• Your instructions
Each record should be returned exactly as it is written.

• Raw data
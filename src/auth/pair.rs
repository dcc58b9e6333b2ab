//! Token pair returned to clients by every issuing flow.

// self
use crate::{_prelude::*, auth::TokenSecret};

/// Access token plus refresh credential handed to a client.
#[derive(Clone, Debug, PartialEq, Eq, Serialize, Deserialize)]
#[serde(rename_all = "camelCase")]
pub struct TokenPair {
	/// Short-lived bearer token.
	pub access_token: TokenSecret,
	/// Long-lived, single-use rotation credential.
	pub refresh_token: TokenSecret,
	/// Expiry of the access token.
	#[serde(with = "time::serde::rfc3339")]
	pub access_expires_at: OffsetDateTime,
	/// Expiry of the refresh credential.
	#[serde(with = "time::serde::rfc3339")]
	pub refresh_expires_at: OffsetDateTime,
}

• Answer for this exercise
filename src/auth/pair.rs
repository dcc58b9e6333b2ab
//! Token pair returned to clients by every issuing flow.

// self
use crate::{_prelude::*, auth::TokenSecret};

/// Access token plus refresh credential handed to a client.
#[derive(Clone, Debug, PartialEq, Eq, Serialize, Deserialize)]
#[serde(rename_all = "camelCase")]
pub struct TokenPair {
	/// Short-lived bearer token.
	pub access_token: TokenSecret,
	/// Long-lived, single-use rotation credential.
	pub refresh_token: TokenSecret,
	/// Expiry of the access token.
	#[serde(with = "time::serde::rfc3339")]
	pub access_expires_at: OffsetDateTime,
	/// Expiry of the refresh credential.
	#[serde(with = "time::serde::rfc3339")]
	pub refresh_expires_at: OffsetDateTime,
}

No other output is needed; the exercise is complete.